(Records excerpted from a collection)
---+---
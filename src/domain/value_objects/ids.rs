//! Strongly-typed identifiers for domain entities

use serde::{Deserialize, Serialize};
use uuid::Uuid;

/// Normalize a display name into an identifier.
///
/// Lowercases the name and replaces every run of whitespace with a single
/// underscore, so "Holy Sword" and " holy   SWORD " both become `holy_sword`.
pub fn normalize_identifier(name: &str) -> String {
    name.split_whitespace()
        .map(str::to_lowercase)
        .collect::<Vec<_>>()
        .join("_")
}

macro_rules! define_id {
    ($name:ident) => {
        #[derive(Debug, Clone, Copy, PartialEq, Eq, Hash, Serialize, Deserialize)]
        pub struct $name(Uuid);

        impl $name {
            pub fn new() -> Self {
                Self(Uuid::new_v4())
            }
        }

        impl Default for $name {
            fn default() -> Self {
                Self::new()
            }
        }

        impl std::fmt::Display for $name {
            fn fmt(&self, f: &mut std::fmt::Formatter<'_>) -> std::fmt::Result {
                write!(f, "{}", self.0)
            }
        }
    };
}

/// Identifiers for authored world content are derived from display names,
/// so they stay stable across rebuilds of the world.
macro_rules! define_name_id {
    ($name:ident) => {
        #[derive(Debug, Clone, PartialEq, Eq, PartialOrd, Ord, Hash, Serialize, Deserialize)]
        #[serde(transparent)]
        pub struct $name(String);

        impl $name {
            /// Build an identifier from a display name or raw player input
            pub fn from_name(name: &str) -> Self {
                Self(normalize_identifier(name))
            }

            pub fn as_str(&self) -> &str {
                &self.0
            }

            pub fn is_empty(&self) -> bool {
                self.0.is_empty()
            }
        }

        impl std::fmt::Display for $name {
            fn fmt(&self, f: &mut std::fmt::Formatter<'_>) -> std::fmt::Result {
                f.write_str(&self.0)
            }
        }

        impl From<&str> for $name {
            fn from(name: &str) -> Self {
                Self::from_name(name)
            }
        }
    };
}

define_id!(SessionId);
define_name_id!(RoomId);
define_name_id!(ItemId);
define_name_id!(CharacterId);

#[cfg(test)]
mod tests {
    use super::*;

    #[test]
    fn test_normalize_identifier() {
        assert_eq!(normalize_identifier("Holy Sword"), "holy_sword");
        assert_eq!(normalize_identifier("Dragon Slayer"), "dragon_slayer");
        assert_eq!(normalize_identifier("  Royal \t  SEAL "), "royal_seal");
        assert_eq!(normalize_identifier("Wizard's Tower"), "wizard's_tower");
        assert_eq!(normalize_identifier("   "), "");
    }

    #[test]
    fn test_name_ids_compare_after_normalization() {
        assert_eq!(ItemId::from_name("HOLY sword"), ItemId::from("holy_sword"));
        assert_ne!(ItemId::from_name("Dragon Slayer"), ItemId::from("holy_sword"));
        assert_eq!(RoomId::from_name("Great Hall").to_string(), "great_hall");
    }

    #[test]
    fn test_name_id_serializes_as_plain_string() {
        let id = CharacterId::from_name("Skeleton Warrior");
        let json = serde_json::to_string(&id).expect("serialization should succeed");
        assert_eq!(json, "\"skeleton_warrior\"");
    }

    #[test]
    fn test_session_ids_are_unique() {
        assert_ne!(SessionId::new(), SessionId::new());
    }
}
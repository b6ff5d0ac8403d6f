#![doc = include_str!("../README.md")]
//! ## Feature flags
#![cfg_attr(feature = "document-features", doc = document_features::document_features!())]
#![no_std]

extern crate alloc;

use bevy_app::prelude::*;
use bevy_ecs::schedule::IntoScheduleConfigs;

pub mod array;
pub mod bracket;
pub mod computed;
pub mod each;
pub mod error;
pub mod native;
pub mod observer;
pub mod path;
pub mod property;
#[allow(missing_docs)]
pub mod utils;
pub mod value;

/// Cleans up after despawned entities: observer registrations whose target is gone and property
/// observers whose object is gone.
///
/// Everything in [orderly](crate) works on a bare [`World`](bevy_ecs::world::World); the plugin
/// only adds this housekeeping, run in [`Last`].
#[derive(Default)]
pub struct OrderlyPlugin;

impl Plugin for OrderlyPlugin {
    fn build(&self, app: &mut App) {
        app.add_systems(
            Last,
            (
                observer::prune_despawned_targets::<observer::ArrayObservers>,
                observer::prune_despawned_targets::<observer::EnumerableObservers>,
                property::prune_orphaned_observers,
            )
                .chain(),
        );
    }
}

/// `use orderly::prelude::*;` imports everything one needs to start observing arrays.
pub mod prelude {
    pub use crate::{
        OrderlyPlugin,
        array::{ArrayEntity, ArrayLike, observable},
        bracket::Change,
        computed::define_computed,
        each::{EachArray, EachProxy},
        error::ArrayError,
        native::{MutableArray, NativeArray},
        observer::{
            ArrayChange, ArrayObserver, EnumerableDidChange, EnumerableObserver, EnumerableWillChange,
        },
        path::EACH_KEY,
        property::{
            ObserverHandle, Properties, PropertyChange, add_observer, get_property, notify_property_change,
            set_property,
        },
        utils::clone,
        value::Value,
    };
    #[doc(no_inline)]
    pub use apply::{Also, Apply};
}

#[cfg(test)]
mod tests {
    use super::prelude::*;
    use bevy::prelude::*;
    use bevy_platform::sync::{
        Arc,
        atomic::{AtomicUsize, Ordering},
    };
    use test_log::test;

    #[test]
    fn plugin_prunes_despawned_targets_and_objects() {
        let mut app = App::new();
        app.add_plugins((MinimalPlugins, OrderlyPlugin));
        let world = app.world_mut();

        let array = MutableArray::spawn(world, [1, 2]);
        let target = world.spawn_empty().id();
        let calls = Arc::new(AtomicUsize::new(0));
        array.add_array_observer(
            world,
            target,
            ArrayObserver::new().did_change(clone!((calls) move |_: In<ArrayChange>| {
                calls.fetch_add(1, Ordering::SeqCst);
            })),
        );
        let object = world.spawn(Properties::new().with("items", array)).id();
        let handle = add_observer(world, object, "items.length", |_: In<PropertyChange>| {}).unwrap();

        world.despawn(target);
        world.despawn(object);
        app.update();

        let world = app.world_mut();
        assert!(!array.has_array_observers(world));
        assert!(world.get_entity(*handle).is_err());
        array.push_object(world, 3).unwrap();
        assert_eq!(calls.load(Ordering::SeqCst), 0);
        assert_eq!(crate::property::tap_count(world, array.entity(), "length"), 0);
    }

    #[test]
    fn prelude_builds_an_observed_array() {
        let mut world = World::new();
        let array = MutableArray::spawn(&mut world, core::iter::empty::<Value>());
        let lengths = Arc::new(AtomicUsize::new(0));
        add_observer(
            &mut world,
            array.entity(),
            "length",
            clone!((lengths) move |_: In<PropertyChange>| {
                lengths.fetch_add(1, Ordering::SeqCst);
            }),
        )
        .unwrap();
        array.push_objects(&mut world, ["a", "b"]).unwrap();
        assert_eq!(lengths.load(Ordering::SeqCst), 1);
        assert_eq!(get_property(&mut world, array.entity(), "length"), Value::Int(2));
    }
}
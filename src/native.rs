//! A [`Vec`] backed observable array, the reference [`ArrayLike`] implementation.
//!
//! Every mutator of [`MutableArray`] funnels through [`MutableArray::replace`], which frames the
//! splice with a single change bracket.
use super::{
    array::{ArrayEntity, ArrayLike},
    bracket::Change,
    error::ArrayError,
    value::Value,
};
use bevy_derive::Deref;
use bevy_ecs::prelude::*;
use bevy_platform::prelude::*;

/// [`Component`] storing the elements of a [`MutableArray`].
#[derive(Component, Default, Clone, Debug, PartialEq)]
pub struct NativeArray(pub Vec<Value>);

impl ArrayLike for NativeArray {
    fn length(&self, _: &World) -> usize {
        self.0.len()
    }

    fn object_at(&self, _: &World, index: usize) -> Option<Value> {
        self.0.get(index).cloned()
    }
}

impl<V: Into<Value>> FromIterator<V> for NativeArray {
    fn from_iter<I: IntoIterator<Item = V>>(iter: I) -> Self {
        Self(iter.into_iter().map(Into::into).collect())
    }
}

/// Handle to a [`NativeArray`] entity exposing bracketed mutators; read access comes from the
/// wrapped [`ArrayEntity`].
#[derive(Clone, Copy, Deref, Debug, PartialEq, Eq, Hash)]
pub struct MutableArray(pub ArrayEntity);

impl From<MutableArray> for Value {
    fn from(array: MutableArray) -> Self {
        array.0.into()
    }
}

impl MutableArray {
    /// Spawns a new array holding `values`.
    pub fn spawn(world: &mut World, values: impl IntoIterator<Item = impl Into<Value>>) -> Self {
        Self(ArrayEntity::spawn(world, values.into_iter().collect::<NativeArray>()))
    }

    /// Wraps `entity` if it carries a [`NativeArray`].
    pub fn get(world: &World, entity: Entity) -> Result<Self, ArrayError> {
        if world.get::<NativeArray>(entity).is_some() {
            ArrayEntity::get(world, entity).map(Self)
        } else {
            Err(ArrayError::NotAnArray(entity))
        }
    }

    /// Removes up to `remove_count` elements at `start` and inserts `objects` in their place.
    ///
    /// `remove_count` is clamped to the elements actually available; `start` may equal the
    /// length (pure append) but not exceed it.
    pub fn replace(
        self,
        world: &mut World,
        start: usize,
        remove_count: usize,
        objects: impl IntoIterator<Item = impl Into<Value>>,
    ) -> Result<(), ArrayError> {
        let length = self.length(world);
        if start > length {
            return Err(ArrayError::OutOfRange { index: start, length });
        }
        let removed = remove_count.min(length - start);
        let objects = objects.into_iter().map(Into::into).collect::<Vec<Value>>();
        let change = Change::new(start, removed, objects.len());
        self.mutate::<NativeArray, _>(world, change, move |array| {
            array.0.splice(start..start + removed, objects);
        })
    }

    /// Inserts `object` at `index`, which may equal the length.
    pub fn insert_at(self, world: &mut World, index: usize, object: impl Into<Value>) -> Result<(), ArrayError> {
        let object: Value = object.into();
        self.replace(world, index, 0, [object])
    }

    /// Removes `count` elements starting at `start`, which must address an existing element.
    pub fn remove_at(self, world: &mut World, start: usize, count: usize) -> Result<(), ArrayError> {
        let length = self.length(world);
        if start >= length {
            return Err(ArrayError::OutOfRange { index: start, length });
        }
        self.replace(world, start, count, core::iter::empty::<Value>())
    }

    #[allow(missing_docs)]
    pub fn push_object(self, world: &mut World, object: impl Into<Value>) -> Result<(), ArrayError> {
        let length = self.length(world);
        self.insert_at(world, length, object)
    }

    /// Appends `objects` in a single bracket.
    pub fn push_objects(self, world: &mut World, objects: impl IntoIterator<Item = impl Into<Value>>) -> Result<(), ArrayError> {
        let length = self.length(world);
        self.replace(world, length, 0, objects)
    }

    /// Removes and returns the last element, [`None`] when empty.
    pub fn pop_object(self, world: &mut World) -> Result<Option<Value>, ArrayError> {
        let Some(index) = self.length(world).checked_sub(1) else {
            return Ok(None);
        };
        let last = self.object_at(world, index);
        self.remove_at(world, index, 1)?;
        Ok(last)
    }

    /// Removes and returns the first element, [`None`] when empty.
    pub fn shift_object(self, world: &mut World) -> Result<Option<Value>, ArrayError> {
        if self.is_empty(world) {
            return Ok(None);
        }
        let first = self.object_at(world, 0);
        self.remove_at(world, 0, 1)?;
        Ok(first)
    }

    #[allow(missing_docs)]
    pub fn unshift_object(self, world: &mut World, object: impl Into<Value>) -> Result<(), ArrayError> {
        self.insert_at(world, 0, object)
    }

    /// Prepends `objects` in a single bracket.
    pub fn unshift_objects(
        self,
        world: &mut World,
        objects: impl IntoIterator<Item = impl Into<Value>>,
    ) -> Result<(), ArrayError> {
        self.replace(world, 0, 0, objects)
    }

    #[allow(missing_docs)]
    pub fn index_of(self, world: &World, object: &Value) -> Option<usize> {
        world
            .get::<NativeArray>(self.entity())
            .and_then(|array| array.0.iter().position(|element| element == object))
    }

    #[allow(missing_docs)]
    pub fn contains(self, world: &World, object: &Value) -> bool {
        self.index_of(world, object).is_some()
    }

    /// Appends `object` unless already present.
    pub fn add_object(self, world: &mut World, object: impl Into<Value>) -> Result<(), ArrayError> {
        let object = object.into();
        if self.contains(world, &object) {
            return Ok(());
        }
        self.push_object(world, object)
    }

    /// Removes every occurrence of `object`, one bracket per occurrence, last first.
    pub fn remove_object(self, world: &mut World, object: impl Into<Value>) -> Result<(), ArrayError> {
        let object = object.into();
        let occurrences = world
            .get::<NativeArray>(self.entity())
            .map(|array| {
                array
                    .0
                    .iter()
                    .enumerate()
                    .filter(|(_, element)| **element == object)
                    .map(|(index, _)| index)
                    .collect::<Vec<_>>()
            })
            .unwrap_or_default();
        for index in occurrences.into_iter().rev() {
            self.remove_at(world, index, 1)?;
        }
        Ok(())
    }

    /// Removes every element; does nothing on an empty array.
    pub fn clear(self, world: &mut World) -> Result<(), ArrayError> {
        let length = self.length(world);
        if length == 0 {
            return Ok(());
        }
        self.replace(world, 0, length, core::iter::empty::<Value>())
    }

    /// Replaces the whole content with `objects` in a single bracket.
    pub fn set_objects(self, world: &mut World, objects: impl IntoIterator<Item = impl Into<Value>>) -> Result<(), ArrayError> {
        let length = self.length(world);
        self.replace(world, 0, length, objects)
    }
}
#[cfg(test)]
mod tests {
    use super::*;
    use crate::{
        computed::{define_computed, invalidate},
        native::MutableArray,
        property::{Properties, PropertyChange, add_observer, get_property, set_property, tap_count},
    };
    use bevy_platform::sync::{
        Arc,
        atomic::{AtomicUsize, Ordering},
    };
    use test_log::test;

    fn todos(world: &mut World, done: &[bool]) -> Vec<Entity> {
        done.iter()
            .enumerate()
            .map(|(index, done)| {
                world
                    .spawn(
                        Properties::new()
                            .with("desc", alloc::format!("Todo {}", index + 1))
                            .with("isDone", *done),
                    )
                    .id()
            })
            .collect()
    }

    fn counting(count: &Arc<AtomicUsize>) -> impl Fn(In<PropertyChange>) + Send + Sync + 'static {
        let count = count.clone();
        move |In(_): In<PropertyChange>| {
            count.fetch_add(1, Ordering::SeqCst);
        }
    }

    #[test]
    fn element_taps_follow_membership() {
        let mut world = World::new();
        let items = todos(&mut world, &[false, true, false]);
        let array = MutableArray::spawn(&mut world, items.clone());
        let proxy = array.each(&mut world);
        let count = Arc::new(AtomicUsize::new(0));
        let handle = add_observer(&mut world, proxy, "isDone", counting(&count)).unwrap();
        assert!(items.iter().all(|&item| tap_count(&world, item, "isDone") == 1));

        let removed = array.pop_object(&mut world).unwrap();
        assert_eq!(removed, Some(Value::Object(items[2])));
        assert_eq!(tap_count(&world, items[2], "isDone"), 0);
        assert_eq!(count.load(Ordering::SeqCst), 1);

        set_property(&mut world, items[2], "isDone", true);
        assert_eq!(count.load(Ordering::SeqCst), 1);
        set_property(&mut world, items[0], "isDone", true);
        assert_eq!(count.load(Ordering::SeqCst), 2);

        handle.cleanup(&mut world);
        assert!(items.iter().all(|&item| tap_count(&world, item, "isDone") == 0));
        assert_eq!(world.get::<EachProxy>(proxy).unwrap().watchers("isDone"), 0);
    }

    #[test]
    fn duplicate_elements_notify_once() {
        let mut world = World::new();
        let items = todos(&mut world, &[false]);
        let array = MutableArray::spawn(&mut world, [items[0], items[0]]);
        let count = Arc::new(AtomicUsize::new(0));
        add_observer(&mut world, array.entity(), "@each.isDone", counting(&count)).unwrap();
        assert_eq!(tap_count(&world, items[0], "isDone"), 2);

        set_property(&mut world, items[0], "isDone", true);
        assert_eq!(count.load(Ordering::SeqCst), 1);
    }

    #[test]
    fn each_array_projects_element_keys() {
        let mut world = World::new();
        let items = todos(&mut world, &[false, true]);
        let array = MutableArray::spawn(&mut world, items.clone());
        let projection = array.each_array(&mut world, "isDone").unwrap();
        assert_eq!(projection.to_vec(&world), vec![Value::Bool(false), Value::Bool(true)]);
        assert_eq!(array.each_array(&mut world, "isDone").unwrap(), projection);

        let proxy = array.each(&mut world);
        assert_eq!(get_property(&mut world, proxy, "isDone"), projection.into());

        let length = Arc::new(AtomicUsize::new(0));
        let content = Arc::new(AtomicUsize::new(0));
        add_observer(&mut world, *projection, "length", counting(&length)).unwrap();
        add_observer(&mut world, *projection, "[]", counting(&content)).unwrap();

        set_property(&mut world, items[0], "isDone", true);
        assert_eq!(content.load(Ordering::SeqCst), 1);
        assert_eq!(length.load(Ordering::SeqCst), 0);

        let extra = todos(&mut world, &[false]);
        array.push_object(&mut world, extra[0]).unwrap();
        assert_eq!(length.load(Ordering::SeqCst), 1);
        assert_eq!(content.load(Ordering::SeqCst), 2);
        assert_eq!(
            projection.to_vec(&world),
            vec![Value::Bool(true), Value::Bool(true), Value::Bool(false)]
        );
    }

    #[test]
    fn projections_read_computed_element_keys() {
        let mut world = World::new();
        let item = world.spawn(Properties::new().with("count", 2)).id();
        define_computed(&mut world, item, "double", &["count"], |In(object): In<Entity>, world: &mut World| {
            let count = get_property(world, object, "count").as_int().unwrap_or(0);
            Value::from(count * 2)
        })
        .unwrap();
        let array = MutableArray::spawn(&mut world, [item]);
        let projection = array.each_array(&mut world, "double").unwrap();
        assert_eq!(projection.to_vec(&world), vec![Value::Int(4)]);

        invalidate(&mut world, item, "double");
        assert_eq!(projection.to_vec(&world), vec![Value::Int(4)]);

        set_property(&mut world, item, "count", 3);
        assert_eq!(projection.to_vec(&world), vec![Value::Int(6)]);
    }

    #[test]
    fn projections_read_synthetic_keys_of_nested_arrays() {
        let mut world = World::new();
        let inner = MutableArray::spawn(&mut world, [1, 2, 3]);
        let outer = MutableArray::spawn(&mut world, [inner.entity()]);
        let lengths = outer.each_array(&mut world, "length").unwrap();
        let firsts = outer.each_array(&mut world, "firstObject").unwrap();
        assert_eq!(lengths.to_vec(&world), vec![Value::Int(3)]);
        assert_eq!(firsts.to_vec(&world), vec![Value::Int(1)]);

        inner.push_object(&mut world, 4).unwrap();
        assert_eq!(lengths.to_vec(&world), vec![Value::Int(4)]);
    }

    #[test]
    fn despawning_the_array_tears_down_the_proxy() {
        let mut world = World::new();
        let items = todos(&mut world, &[false, false]);
        let array = MutableArray::spawn(&mut world, items.clone());
        let projection = array.each_array(&mut world, "isDone").unwrap();
        let proxy = array.each(&mut world);

        world.despawn(array.entity());
        world.flush();
        assert!(world.get_entity(proxy).is_err());
        assert!(world.get_entity(*projection).is_err());
        assert!(items.iter().all(|&item| tap_count(&world, item, "isDone") == 0));
    }

    #[test]
    fn splice_range_handles_unknown_counts() {
        assert_eq!(splice_range(Change::WHOLE, 3, 5), (0, 3, 5));
        assert_eq!(splice_range(Change::new(1, 1, 2), 3, 4), (1, 1, 2));
        assert_eq!(splice_range(Change::from_args(Some(2), None, Some(0)), 3, 2), (2, 1, 0));
        assert_eq!(splice_range(Change::new(9, 0, 1), 3, 4), (3, 0, 1));
    }
}
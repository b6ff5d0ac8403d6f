//! Property paths, parsed once at subscription time.
use super::error::ArrayError;
use bevy_platform::prelude::*;
use core::{fmt, str::FromStr};

/// Synthetic key under which membership changes of an array are published.
pub const EACH_KEY: &str = "@each";

/// What the last resolved hop of a [`PropertyPath`] observes.
#[derive(Clone, Debug, PartialEq, Eq)]
pub enum PathKind {
    /// A single named property, e.g. `length`, `[]` or `desc`.
    Plain(String),
    /// `@each`: membership changes of an array.
    Each,
    /// `@each.<key>`: membership changes of an array or changes of `<key>` on any element.
    EachProperty(String),
}

/// A parsed property path such as `resources.@each.common`.
///
/// `chain` holds the plain hops walked before the tail `kind` is resolved; when any of them
/// changes, the observers registered further along the path are re-linked.
#[derive(Clone, Debug, PartialEq, Eq)]
pub struct PropertyPath {
    #[allow(missing_docs)]
    pub chain: Vec<String>,
    #[allow(missing_docs)]
    pub kind: PathKind,
}

impl PropertyPath {
    /// Parses a dotted path.
    pub fn parse(path: &str) -> Result<Self, ArrayError> {
        let invalid = |reason| ArrayError::InvalidPath {
            path: path.into(),
            reason,
        };
        let segments = path.split('.').collect::<Vec<_>>();
        if segments.iter().any(|segment| segment.is_empty()) {
            return Err(invalid("empty segment"));
        }
        match segments.iter().position(|segment| *segment == EACH_KEY) {
            Some(at) => {
                let chain = segments[..at].iter().map(|segment| String::from(*segment)).collect();
                let kind = match &segments[at + 1..] {
                    [] => PathKind::Each,
                    [key] if *key != EACH_KEY => PathKind::EachProperty((*key).into()),
                    [_] => return Err(invalid("nested @each")),
                    _ => return Err(invalid("@each must be followed by at most one key")),
                };
                Ok(Self { chain, kind })
            }
            None => {
                let (key, chain) = segments.split_last().ok_or_else(|| invalid("empty path"))?;
                Ok(Self {
                    chain: chain.iter().map(|segment| String::from(*segment)).collect(),
                    kind: PathKind::Plain((*key).into()),
                })
            }
        }
    }

    /// Returns the path with its first chain hop removed, if any.
    pub fn rest(&self) -> Option<Self> {
        self.chain.split_first().map(|(_, chain)| Self {
            chain: chain.to_vec(),
            kind: self.kind.clone(),
        })
    }
}

impl FromStr for PropertyPath {
    type Err = ArrayError;

    fn from_str(path: &str) -> Result<Self, Self::Err> {
        Self::parse(path)
    }
}

impl fmt::Display for PropertyPath {
    fn fmt(&self, f: &mut fmt::Formatter<'_>) -> fmt::Result {
        for hop in &self.chain {
            write!(f, "{hop}.")?;
        }
        match &self.kind {
            PathKind::Plain(key) => f.write_str(key),
            PathKind::Each => f.write_str(EACH_KEY),
            PathKind::EachProperty(key) => write!(f, "{EACH_KEY}.{key}"),
        }
    }
}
---+---
**Task to complete**. Using the entries above, quote each line verbatim from the first through the line that contains "Identifiers for authored".

**Answer**.
filename src/domain/value_objects/ids.rs
//! Strongly-typed identifiers for domain entities

use serde::{Deserialize, Serialize};
use uuid::Uuid;

/// Normalize a display name into an identifier.
///
/// Lowercases the name and replaces every run of whitespace with a single
/// underscore, so "Holy Sword" and " holy   SWORD " both become `holy_sword`.
pub fn normalize_identifier(name: &str) -> String {
    name.split_whitespace()
        .map(str::to_lowercase)
        .collect::<Vec<_>>()
        .join("_")
}

macro_rules! define_id {
    ($name:ident) => {
        #[derive(Debug, Clone, Copy, PartialEq, Eq, Hash, Serialize, Deserialize)]
        pub struct $name(Uuid);

        impl $name {
            pub fn new() -> Self {
                Self(Uuid::new_v4())
            }
        }

        impl Default for $name {
            fn default() -> Self {
                Self::new()
            }
        }

        impl std::fmt::Display for $name {
            fn fmt(&self, f: &mut std::fmt::Formatter<'_>) -> std::fmt::Result {
                write!(f, "{}", self.0)
            }
        }
    };
}

/// Identifiers for authored world content are derived from display names,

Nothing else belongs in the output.